Available data Block Start

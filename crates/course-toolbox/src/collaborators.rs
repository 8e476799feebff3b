//! Capabilities the engine borrows from the page.
//!
//! String lookup, icon resolution, confirmation prompts, the module directory,
//! item layout, the action menu and failure notification all live outside the
//! engine. Each is a trait so a host (or a test) can supply its own.

use std::sync::Arc;

use parking_lot::Mutex;
use serde_json::Value;

use crate::error::MutationFailure;
use crate::model::{ActivityView, ItemId};
use crate::targets;

/// Substitution arguments for a localized string.
#[derive(Clone, Debug, Default, PartialEq, Eq)]
pub enum StringArgs {
    #[default]
    None,
    /// A single `{$a}` value.
    Text(String),
    /// Named `{$a->name}` values.
    Fields(Vec<(String, String)>),
}

impl StringArgs {
    pub fn text(value: impl Into<String>) -> Self {
        Self::Text(value.into())
    }

    pub fn fields<K: Into<String>, V: Into<String>>(pairs: impl IntoIterator<Item = (K, V)>) -> Self {
        Self::Fields(pairs.into_iter().map(|(k, v)| (k.into(), v.into())).collect())
    }
}

/// Localized string lookup.
pub trait StringLookup: Send + Sync {
    fn get_string(&self, key: &str, component: &str, args: &StringArgs) -> String;
}

/// Resolves an icon key such as `t/hide` to an image URL.
pub trait IconResolver: Send + Sync {
    fn image_url(&self, key: &str, component: &str) -> String;
}

/// Asks the user a yes/no question.
pub trait ConfirmPrompt: Send + Sync {
    fn confirm(&self, message: &str) -> bool;
}

/// The user-facing error surface.
pub trait FailureReporter: Send + Sync {
    fn report(&self, failure: &MutationFailure);
}

/// The per-item action menu.
pub trait ActionMenu: Send + Sync {
    /// Close any open menu.
    fn hide_menu(&self);
    /// A new item view exists and needs its menu wired up.
    fn item_added(&self, item: &ItemId);
}

/// Turns server-rendered item content into a view.
pub trait ItemLayout: Send + Sync {
    fn parse_activity(&self, fullcontent: &str) -> Option<ActivityView>;
}

/// Layout whose rendered content is a JSON-encoded [`ActivityView`].
#[derive(Clone, Copy, Debug, Default)]
pub struct JsonItemLayout;

impl ItemLayout for JsonItemLayout {
    fn parse_activity(&self, fullcontent: &str) -> Option<ActivityView> {
        match serde_json::from_str(fullcontent) {
            Ok(view) => Some(view),
            Err(e) => {
                tracing::warn!(target: targets::CONTROLLER, error = %e, "unreadable item content");
                None
            }
        }
    }
}

/// A page module that exposes named functions to its siblings.
pub trait CourseModule: Send + Sync {
    fn name(&self) -> &str;

    /// Run `function` if this module provides it. Returns whether it did.
    fn invoke_function(&self, function: &str, args: &Value) -> bool;
}

/// Where page modules register so siblings can call shared behavior.
pub trait ModuleDirectory: Send + Sync {
    fn register_module(&self, module: Arc<dyn CourseModule>);

    /// Call `function` on every module that provides it. Returns how many did.
    fn invoke_function(&self, function: &str, args: &Value) -> usize;
}

/// In-process [`ModuleDirectory`].
#[derive(Default)]
pub struct ModuleRegistry {
    modules: Mutex<Vec<Arc<dyn CourseModule>>>,
}

impl ModuleRegistry {
    pub fn new() -> Self {
        Self::default()
    }

    pub fn module_names(&self) -> Vec<String> {
        self.modules.lock().iter().map(|m| m.name().to_string()).collect()
    }
}

impl ModuleDirectory for ModuleRegistry {
    fn register_module(&self, module: Arc<dyn CourseModule>) {
        tracing::debug!(target: targets::CONTROLLER, module = module.name(), "module registered");
        self.modules.lock().push(module);
    }

    fn invoke_function(&self, function: &str, args: &Value) -> usize {
        // Modules may call back into the registry.
        let modules: Vec<_> = self.modules.lock().clone();
        modules
            .iter()
            .filter(|module| module.invoke_function(function, args))
            .count()
    }
}

impl std::fmt::Debug for ModuleRegistry {
    fn fmt(&self, f: &mut std::fmt::Formatter<'_>) -> std::fmt::Result {
        f.debug_struct("ModuleRegistry")
            .field("modules", &self.module_names())
            .finish()
    }
}

/// Every collaborator the controllers need.
#[derive(Clone)]
pub struct Services {
    pub strings: Arc<dyn StringLookup>,
    pub icons: Arc<dyn IconResolver>,
    pub confirm: Arc<dyn ConfirmPrompt>,
    pub failures: Arc<dyn FailureReporter>,
    pub action_menu: Arc<dyn ActionMenu>,
    pub layout: Arc<dyn ItemLayout>,
    pub modules: Arc<dyn ModuleDirectory>,
}

impl Services {
    /// Shorthand for a string with no arguments.
    pub(crate) fn string(&self, key: &str, component: &str) -> String {
        self.strings.get_string(key, component, &StringArgs::None)
    }
}
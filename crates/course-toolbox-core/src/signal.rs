//! Signal/slot system for the course toolbox.
//!
//! This module provides a small, type-safe observer mechanism. Views emit
//! signals when the user interacts with them (a field loses focus, a key is
//! pressed, a form is submitted) and controllers connect slots to react.
//!
//! # Key Types
//!
//! - [`Signal<Args>`] - The signal type for emitting notifications
//! - [`ConnectionId`] - Unique identifier returned when connecting a slot
//! - [`ConnectionGuard`] - Connection that disconnects when released or dropped
//! - [`SubscriptionSet`] - A bundle of guards acquired together and released
//!   together
//!
//! # Re-entrancy
//!
//! Slots are invoked after the connection table lock has been released, so a
//! slot may freely connect to or disconnect from the signal that is invoking
//! it. The set of slots invoked by one `emit` is fixed when the emission
//! starts.
//!
//! # Example
//!
//! ```
//! use course_toolbox_core::Signal;
//!
//! let text_changed = Signal::<String>::new();
//!
//! let conn_id = text_changed.connect(|text| {
//!     println!("Text changed to: {}", text);
//! });
//!
//! text_changed.emit("Hello, World!".to_string());
//! text_changed.disconnect(conn_id);
//! ```

use std::sync::atomic::{AtomicBool, Ordering};
use std::sync::{Arc, Weak};

use parking_lot::Mutex;
use slotmap::{new_key_type, SlotMap};

use crate::logging::targets;

new_key_type! {
    /// A unique identifier for a signal-slot connection.
    ///
    /// Use this ID to disconnect a specific connection via [`Signal::disconnect`].
    /// The ID remains valid until the connection is explicitly disconnected or
    /// the signal is dropped.
    pub struct ConnectionId;
}

type Slot<Args> = Arc<dyn Fn(&Args) + Send + Sync>;

/// A type-safe signal that can have multiple connected slots.
///
/// When a signal is emitted, all connected slots are invoked with the
/// provided arguments, in connection order.
///
/// # Type Parameter
///
/// - `Args`: The argument type passed to connected slots. Use `()` for signals
///   with no arguments, or a tuple like `(String, i32)` for multiple arguments.
pub struct Signal<Args> {
    /// All active connections.
    connections: Mutex<SlotMap<ConnectionId, Slot<Args>>>,
    /// Whether signal emission is temporarily blocked.
    blocked: AtomicBool,
}

impl<Args: 'static> Default for Signal<Args> {
    fn default() -> Self {
        Self::new()
    }
}

impl<Args: 'static> Signal<Args> {
    /// Create a new signal with no connections.
    pub fn new() -> Self {
        Self {
            connections: Mutex::new(SlotMap::with_key()),
            blocked: AtomicBool::new(false),
        }
    }

    /// Connect a slot (closure) to this signal.
    ///
    /// Returns a `ConnectionId` that can be used to disconnect the slot later.
    pub fn connect<F>(&self, slot: F) -> ConnectionId
    where
        F: Fn(&Args) + Send + Sync + 'static,
    {
        self.connections.lock().insert(Arc::new(slot))
    }

    /// Disconnect a specific slot by its connection ID.
    ///
    /// Returns `true` if the connection was found and removed, `false` otherwise.
    pub fn disconnect(&self, id: ConnectionId) -> bool {
        self.connections.lock().remove(id).is_some()
    }

    /// Disconnect all slots from this signal.
    pub fn disconnect_all(&self) {
        self.connections.lock().clear();
    }

    /// Get the number of connected slots.
    pub fn connection_count(&self) -> usize {
        self.connections.lock().len()
    }

    /// Check whether a connection is still attached.
    pub fn is_connected(&self, id: ConnectionId) -> bool {
        self.connections.lock().contains_key(id)
    }

    /// Block signal emission temporarily.
    ///
    /// While blocked, calls to `emit()` will do nothing.
    pub fn set_blocked(&self, blocked: bool) {
        self.blocked.store(blocked, Ordering::SeqCst);
    }

    /// Check if signal emission is currently blocked.
    pub fn is_blocked(&self) -> bool {
        self.blocked.load(Ordering::SeqCst)
    }

    /// Emit the signal, invoking all connected slots.
    ///
    /// If the signal is blocked, this does nothing.
    #[tracing::instrument(skip_all, target = "course_toolbox_core::signal", level = "trace")]
    pub fn emit(&self, args: Args) {
        if self.is_blocked() {
            tracing::trace!(target: targets::SIGNAL, "signal blocked, skipping emit");
            return;
        }

        // Snapshot the slots so the lock is not held while they run.
        let slots: Vec<Slot<Args>> = self.connections.lock().values().cloned().collect();
        tracing::trace!(target: targets::SIGNAL, connection_count = slots.len(), "emitting signal");

        for slot in slots {
            slot(&args);
        }
    }
}

impl<Args: 'static> std::fmt::Debug for Signal<Args> {
    fn fmt(&self, f: &mut std::fmt::Formatter<'_>) -> std::fmt::Result {
        f.debug_struct("Signal")
            .field("connections", &self.connections.lock().len())
            .field("blocked", &self.blocked.load(Ordering::SeqCst))
            .finish()
    }
}

impl<Args: 'static> Signal<Args> {
    /// Connect a slot and return a guard that disconnects it.
    ///
    /// The guard holds a weak reference to the signal: releasing a guard whose
    /// signal has already been dropped is a no-op.
    pub fn connect_guarded<F>(self: &Arc<Self>, slot: F) -> ConnectionGuard<Args>
    where
        F: Fn(&Args) + Send + Sync + 'static,
    {
        let id = self.connect(slot);
        ConnectionGuard {
            signal: Arc::downgrade(self),
            id: Some(id),
        }
    }
}

/// Something that stays attached until released.
pub trait Subscription: Send {
    /// Detach the subscription.
    ///
    /// Returns `true` if this call detached a live connection.
    fn release(&mut self) -> bool;

    /// Whether the subscription has not been released yet.
    fn is_active(&self) -> bool;
}

/// A connection guard that disconnects when released or dropped.
///
/// Created via [`Signal::connect_guarded`].
///
/// # Example
///
/// ```
/// use course_toolbox_core::Signal;
/// use std::sync::atomic::{AtomicI32, Ordering};
/// use std::sync::Arc;
///
/// let signal = Arc::new(Signal::<i32>::new());
/// let counter = Arc::new(AtomicI32::new(0));
/// {
///     let counter_clone = counter.clone();
///     let _guard = signal.connect_guarded(move |&n| {
///         counter_clone.fetch_add(n, Ordering::SeqCst);
///     });
///     signal.emit(42);
/// }
/// signal.emit(43); // Nothing happens - the guard was dropped
/// assert_eq!(counter.load(Ordering::SeqCst), 42);
/// ```
pub struct ConnectionGuard<Args: 'static> {
    signal: Weak<Signal<Args>>,
    id: Option<ConnectionId>,
}

impl<Args: 'static> ConnectionGuard<Args> {
    /// The id of the guarded connection, if it has not been released.
    pub fn id(&self) -> Option<ConnectionId> {
        self.id
    }
}

impl<Args: 'static> Subscription for ConnectionGuard<Args> {
    fn release(&mut self) -> bool {
        let Some(id) = self.id.take() else {
            return false;
        };
        match self.signal.upgrade() {
            Some(signal) => signal.disconnect(id),
            None => false,
        }
    }

    fn is_active(&self) -> bool {
        self.id.is_some()
    }
}

impl<Args: 'static> Drop for ConnectionGuard<Args> {
    fn drop(&mut self) {
        let _ = self.release();
    }
}

impl<Args: 'static> std::fmt::Debug for ConnectionGuard<Args> {
    fn fmt(&self, f: &mut std::fmt::Formatter<'_>) -> std::fmt::Result {
        f.debug_struct("ConnectionGuard")
            .field("id", &self.id)
            .finish()
    }
}

/// A set of subscriptions acquired together and released together.
///
/// Releasing the set detaches every member exactly once. Dropping an
/// unreleased set releases it.
#[derive(Default)]
pub struct SubscriptionSet {
    members: Vec<Box<dyn Subscription>>,
}

impl SubscriptionSet {
    /// Create an empty set.
    pub fn new() -> Self {
        Self::default()
    }

    /// Add a subscription to the set.
    pub fn push(&mut self, subscription: impl Subscription + 'static) {
        self.members.push(Box::new(subscription));
    }

    /// Number of members that are still attached.
    pub fn active_count(&self) -> usize {
        self.members.iter().filter(|s| s.is_active()).count()
    }

    /// Whether the set holds no members.
    pub fn is_empty(&self) -> bool {
        self.members.is_empty()
    }

    /// Detach every member and empty the set.
    ///
    /// Returns the number of connections that were actually detached.
    pub fn release(&mut self) -> usize {
        let released = self
            .members
            .drain(..)
            .map(|mut member| member.release())
            .filter(|detached| *detached)
            .count();
        tracing::trace!(target: targets::SIGNAL, released, "subscription set released");
        released
    }
}

impl Drop for SubscriptionSet {
    fn drop(&mut self) {
        self.release();
    }
}

impl std::fmt::Debug for SubscriptionSet {
    fn fmt(&self, f: &mut std::fmt::Formatter<'_>) -> std::fmt::Result {
        f.debug_struct("SubscriptionSet")
            .field("active", &self.active_count())
            .finish()
    }
}
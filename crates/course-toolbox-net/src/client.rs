//! The shared form client.

use std::sync::Arc;
use std::time::Duration;

use reqwest::redirect::Policy;

use crate::error::{NetworkError, Result};
use crate::post::FormPost;

/// Settings applied to every post made through a [`FormClient`].
#[derive(Clone, Debug)]
pub struct FormClientConfig {
    /// Whole-request timeout. `None` waits indefinitely.
    pub timeout: Option<Duration>,
    pub connect_timeout: Duration,
    /// Redirects followed before giving up.
    pub max_redirects: usize,
    pub user_agent: String,
}

impl Default for FormClientConfig {
    fn default() -> Self {
        Self {
            timeout: Some(Duration::from_secs(30)),
            connect_timeout: Duration::from_secs(10),
            max_redirects: 10,
            user_agent: format!("CourseToolbox/{} (Rust)", env!("CARGO_PKG_VERSION")),
        }
    }
}

/// Builder for a [`FormClient`].
#[derive(Debug, Default)]
pub struct FormClientBuilder {
    config: FormClientConfig,
    default_headers: http::HeaderMap,
}

impl FormClientBuilder {
    pub fn new() -> Self {
        Self::default()
    }

    /// Set the whole-request timeout.
    pub fn timeout(mut self, timeout: Duration) -> Self {
        self.config.timeout = Some(timeout);
        self
    }

    /// Add a header sent with every post.
    pub fn default_header(
        mut self,
        name: impl TryInto<http::HeaderName>,
        value: impl TryInto<http::HeaderValue>,
    ) -> Result<Self> {
        let name = name
            .try_into()
            .map_err(|_| NetworkError::InvalidHeader("invalid header name".to_string()))?;
        let value = value
            .try_into()
            .map_err(|_| NetworkError::InvalidHeader("invalid header value".to_string()))?;
        self.default_headers.insert(name, value);
        Ok(self)
    }

    /// Build the client.
    ///
    /// Cookies are always kept: the endpoint authenticates the session by its
    /// cookie as well as the form's session key.
    pub fn build(self) -> Result<FormClient> {
        let mut builder = reqwest::Client::builder()
            .connect_timeout(self.config.connect_timeout)
            .redirect(Policy::limited(self.config.max_redirects))
            .cookie_store(true)
            .user_agent(self.config.user_agent.as_str())
            .default_headers(self.default_headers);
        if let Some(timeout) = self.config.timeout {
            builder = builder.timeout(timeout);
        }

        Ok(FormClient {
            inner: Arc::new(FormClientInner {
                client: builder.build()?,
                config: self.config,
            }),
        })
    }
}

struct FormClientInner {
    client: reqwest::Client,
    config: FormClientConfig,
}

/// Posts URL-encoded forms.
///
/// Cheap to clone. Clones share the connection pool and cookie store.
#[derive(Clone)]
pub struct FormClient {
    inner: Arc<FormClientInner>,
}

impl FormClient {
    pub fn builder() -> FormClientBuilder {
        FormClientBuilder::new()
    }

    pub fn config(&self) -> &FormClientConfig {
        &self.inner.config
    }

    /// Start a post to `url`.
    pub fn post(&self, url: impl Into<String>) -> FormPost {
        FormPost::new(self.clone(), url.into())
    }

    pub(crate) fn reqwest_client(&self) -> &reqwest::Client {
        &self.inner.client
    }
}

impl std::fmt::Debug for FormClient {
    fn fmt(&self, f: &mut std::fmt::Formatter<'_>) -> std::fmt::Result {
        f.debug_struct("FormClient")
            .field("config", &self.inner.config)
            .finish()
    }
}
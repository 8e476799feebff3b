//! Shared fixtures for the integration tests.

#![allow(dead_code)]

use std::sync::Arc;
use std::time::Duration;

use course_toolbox::prelude::*;
use course_toolbox::testing::{ScriptedEndpoint, TestServices};

pub fn init_tracing() {
    let _ = tracing_subscriber::fmt()
        .with_env_filter(tracing_subscriber::EnvFilter::from_default_env())
        .with_test_writer()
        .try_init();
}

pub fn config() -> ToolboxConfig {
    ToolboxConfig::builder("https://school.example", 42, "sesskey-123")
        .build()
        .expect("valid config")
}

fn link(action: &str) -> ActionLink {
    ActionLink::new(action)
}

/// Three sections:
///
/// - 1: News (forum, indent 0), an unnamed label, Quiz (indent 16)
/// - 2: Page, Reading, Extra
/// - 3 (hidden): Secret (hidden)
pub fn course() -> CourseDocument {
    let mut group_link = link("groupsnone");
    group_link.next_group_mode = Some(GroupMode::Separate);
    let mut duplicate_link = link("duplicate");
    duplicate_link.return_section = Some("1".to_string());
    let mut moveleft = link("moveleft");
    moveleft.hidden = true;
    let mut quiz_moveright = link("moveright");
    quiz_moveright.hidden = true;
    let mut labelled_hide = link("hide");
    labelled_hide.label = Some("Hide".to_string());

    let news = ActivityView::new(10, "forum")
        .with_name("News")
        .with_link(link("edittitle"))
        .with_link(moveleft)
        .with_link(link("moveright"))
        .with_link(link("hide"))
        .with_link(group_link)
        .with_link(duplicate_link)
        .with_link(link("delete"));
    let label = ActivityView::new(11, "label")
        .with_link(labelled_hide)
        .with_link(link("delete"));
    let quiz = ActivityView::new(12, "quiz")
        .with_name("Quiz")
        .with_indent(IndentLevel::MAX)
        .with_link(link("edittitle"))
        .with_link(link("moveleft"))
        .with_link(quiz_moveright)
        .with_link(link("hide"));

    let mut secret = ActivityView::new(30, "page")
        .with_name("Secret")
        .with_link(link("show"));
    secret.dimmed = true;
    secret.description_dimmed = true;

    let mut hidden_section = SectionView::new(3)
        .with_link(link("highlight"))
        .with_link(link("showhide"))
        .with_activity(secret);
    hidden_section.hidden = true;

    CourseDocument::new()
        .with_section(
            SectionView::new(1)
                .with_link(link("highlight"))
                .with_link(link("showhide"))
                .with_activity(news)
                .with_activity(label)
                .with_activity(quiz),
        )
        .with_section(
            SectionView::new(2)
                .with_link(link("highlight"))
                .with_link(link("showhide"))
                .with_activity(ActivityView::new(20, "page").with_name("Page").with_link(link("hide")))
                .with_activity(ActivityView::new(47, "url").with_name("Reading").with_link(link("hide")))
                .with_activity(ActivityView::new(48, "url").with_name("Extra").with_link(link("hide"))),
        )
        .with_section(hidden_section)
}

pub struct Harness {
    pub toolbox: CourseToolbox,
    pub endpoint: Arc<ScriptedEndpoint>,
    pub services: TestServices,
}

impl Harness {
    pub fn new() -> Self {
        Self::with(course(), config())
    }

    pub fn with(document: CourseDocument, config: ToolboxConfig) -> Self {
        init_tracing();
        let endpoint = ScriptedEndpoint::new();
        let services = TestServices::new();
        let toolbox = CourseToolbox::new(
            config,
            DocumentHandle::new(document),
            endpoint.clone(),
            services.services(),
        )
        .expect("toolbox");
        Self {
            toolbox,
            endpoint,
            services,
        }
    }

    pub fn activity(&self, id: i32) -> ActivityView {
        self.toolbox
            .document()
            .read(|doc| doc.activity(&ItemId::from(id)).cloned())
            .expect("activity exists")
    }

    pub fn has_activity(&self, id: i32) -> bool {
        self.toolbox
            .document()
            .read(|doc| doc.activity(&ItemId::from(id)).is_some())
    }

    pub fn section(&self, id: i32) -> SectionView {
        self.toolbox
            .document()
            .read(|doc| doc.section(&SectionId::from(id)).cloned())
            .expect("section exists")
    }

    pub fn click_activity(&self, id: i32, action: &str) -> DispatchResult {
        self.toolbox
            .handle_click(&mut ClickEvent::on_activity_link(id, action))
    }

    pub fn click_section(&self, id: i32, action: &str) -> DispatchResult {
        self.toolbox
            .handle_click(&mut ClickEvent::on_section_link(id, action))
    }

    /// Sent value of the last request.
    pub fn last_value(&self) -> Option<String> {
        self.endpoint
            .last_request()
            .and_then(|form| form.get("value").map(str::to_string))
    }
}

/// Let every spawned task and timer run (time is paused in these tests).
pub async fn settle() {
    tokio::time::sleep(Duration::from_secs(5)).await;
}
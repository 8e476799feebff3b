//! Click events as seen by the dispatcher.

use crate::model::{ItemId, SectionId};

/// One node on the path from the clicked element up to the page root.
#[derive(Clone, Debug, PartialEq, Eq)]
pub enum EventNode {
    /// A non-interactive element (an icon, a text span).
    Element,
    /// An interactive link, with its raw action id if it declares one.
    Link { action: Option<String> },
    /// The view of an activity.
    Activity(ItemId),
    /// The view of a section.
    Section(SectionId),
}

/// A click delivered by the host.
///
/// `path` starts at the clicked element and walks outwards through its
/// ancestors.
#[derive(Clone, Debug, Default, PartialEq, Eq)]
pub struct ClickEvent {
    pub path: Vec<EventNode>,
    default_prevented: bool,
}

impl ClickEvent {
    pub fn new(path: Vec<EventNode>) -> Self {
        Self {
            path,
            default_prevented: false,
        }
    }

    /// A click directly on an activity's link.
    pub fn on_activity_link(item: impl Into<ItemId>, action: &str) -> Self {
        Self::new(vec![
            EventNode::Link {
                action: Some(action.to_string()),
            },
            EventNode::Activity(item.into()),
        ])
    }

    /// A click on the icon inside an activity's link.
    pub fn on_activity_icon(item: impl Into<ItemId>, action: &str) -> Self {
        let mut event = Self::on_activity_link(item, action);
        event.path.insert(0, EventNode::Element);
        event
    }

    /// A click directly on a section's link.
    pub fn on_section_link(section: impl Into<SectionId>, action: &str) -> Self {
        Self::new(vec![
            EventNode::Link {
                action: Some(action.to_string()),
            },
            EventNode::Section(section.into()),
        ])
    }

    /// Suppress the host's default handling (following the link).
    pub fn prevent_default(&mut self) {
        self.default_prevented = true;
    }

    pub fn is_default_prevented(&self) -> bool {
        self.default_prevented
    }
}
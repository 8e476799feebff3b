//! Outbound mutation descriptors.

use std::fmt;
use std::time::Duration;

/// Kind of object a mutation targets.
#[derive(Clone, Copy, Debug, PartialEq, Eq, Hash)]
pub enum TargetClass {
    Resource,
    Section,
    Course,
}

impl TargetClass {
    pub fn as_str(self) -> &'static str {
        match self {
            Self::Resource => "resource",
            Self::Section => "section",
            Self::Course => "course",
        }
    }
}

impl fmt::Display for TargetClass {
    fn fmt(&self, f: &mut fmt::Formatter<'_>) -> fmt::Result {
        f.write_str(self.as_str())
    }
}

/// One state change to send to the server.
///
/// Callers describe only the change itself. The session token, course id and
/// page parameters are added by the transport.
///
/// ```
/// use course_toolbox::transport::{MutationRequest, TargetClass};
///
/// let request = MutationRequest::resource()
///     .field("indent")
///     .value(3)
///     .id("12");
/// assert_eq!(request.class(), TargetClass::Resource);
/// assert_eq!(request.value_str(), Some("3"));
/// ```
#[derive(Clone, Debug, PartialEq, Eq)]
pub struct MutationRequest {
    class: TargetClass,
    field: Option<String>,
    value: Option<String>,
    id: Option<String>,
    action: Option<String>,
    params: Vec<(String, String)>,
}

impl MutationRequest {
    pub fn new(class: TargetClass) -> Self {
        Self {
            class,
            field: None,
            value: None,
            id: None,
            action: None,
            params: Vec::new(),
        }
    }

    pub fn resource() -> Self {
        Self::new(TargetClass::Resource)
    }

    pub fn section() -> Self {
        Self::new(TargetClass::Section)
    }

    pub fn course() -> Self {
        Self::new(TargetClass::Course)
    }

    /// Name of the attribute being changed.
    pub fn field(mut self, field: impl Into<String>) -> Self {
        self.field = Some(field.into());
        self
    }

    pub fn value(mut self, value: impl fmt::Display) -> Self {
        self.value = Some(value.to_string());
        self
    }

    pub fn id(mut self, id: impl fmt::Display) -> Self {
        self.id = Some(id.to_string());
        self
    }

    /// Mark this as a delete request.
    pub fn delete(mut self) -> Self {
        self.action = Some("DELETE".to_string());
        self
    }

    /// Add a caller-specific parameter such as `title` or `sr`.
    pub fn param(mut self, key: impl Into<String>, value: impl Into<String>) -> Self {
        self.params.push((key.into(), value.into()));
        self
    }

    pub fn class(&self) -> TargetClass {
        self.class
    }

    pub fn field_name(&self) -> Option<&str> {
        self.field.as_deref()
    }

    pub fn value_str(&self) -> Option<&str> {
        self.value.as_deref()
    }

    pub fn target_id(&self) -> Option<&str> {
        self.id.as_deref()
    }

    pub fn action(&self) -> Option<&str> {
        self.action.as_deref()
    }

    pub fn params(&self) -> &[(String, String)] {
        &self.params
    }

    /// Flatten into form fields.
    ///
    /// Caller keys come first, page parameters are merged over them, and the
    /// session token and course id are merged last.
    pub fn into_form(self, session: &SessionContext) -> Vec<(String, String)> {
        let mut form = FormFields::default();
        form.set("class", self.class.as_str());
        let standard = [
            ("field", self.field),
            ("value", self.value),
            ("id", self.id),
            ("action", self.action),
        ];
        for (key, value) in standard {
            if let Some(value) = value {
                form.set(key, value);
            }
        }
        for (key, value) in self.params {
            form.set(key, value);
        }
        for (key, value) in &session.page_params {
            form.set(key.as_str(), value.as_str());
        }
        form.set("sesskey", session.session_key.as_str());
        form.set("courseId", session.course_id.as_str());
        form.0
    }
}

/// Ordered form fields where a later `set` replaces the value in place.
#[derive(Default)]
struct FormFields(Vec<(String, String)>);

impl FormFields {
    fn set(&mut self, key: impl Into<String>, value: impl Into<String>) {
        let key = key.into();
        let value = value.into();
        match self.0.iter_mut().find(|(k, _)| *k == key) {
            Some(entry) => entry.1 = value,
            None => self.0.push((key, value)),
        }
    }
}

/// Values the transport injects into every request.
#[derive(Clone, Debug, Default, PartialEq, Eq)]
pub struct SessionContext {
    pub session_key: String,
    pub course_id: String,
    pub page_params: Vec<(String, String)>,
}

/// Per-request overrides of the endpoint's defaults.
#[derive(Clone, Debug, Default, PartialEq, Eq)]
pub struct RequestOptions {
    pub timeout: Option<Duration>,
    pub headers: Vec<(String, String)>,
}

impl RequestOptions {
    pub fn timeout(mut self, timeout: Duration) -> Self {
        self.timeout = Some(timeout);
        self
    }

    pub fn header(mut self, name: impl Into<String>, value: impl Into<String>) -> Self {
        self.headers.push((name.into(), value.into()));
        self
    }
}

Available data Block End

■ **Assigned task**
Repeat, exactly as they stand above, the lines from the line with "user-facing error surface." to the line with "pub trait ItemLayout: Send", both lines included.

■ **Response below**
/// The user-facing error surface.
pub trait FailureReporter: Send + Sync {
    fn report(&self, failure: &MutationFailure);
}

/// The per-item action menu.
pub trait ActionMenu: Send + Sync {
    /// Close any open menu.
    fn hide_menu(&self);
    /// A new item view exists and needs its menu wired up.
    fn item_added(&self, item: &ItemId);
}

/// Turns server-rendered item content into a view.
pub trait ItemLayout: Send + Sync {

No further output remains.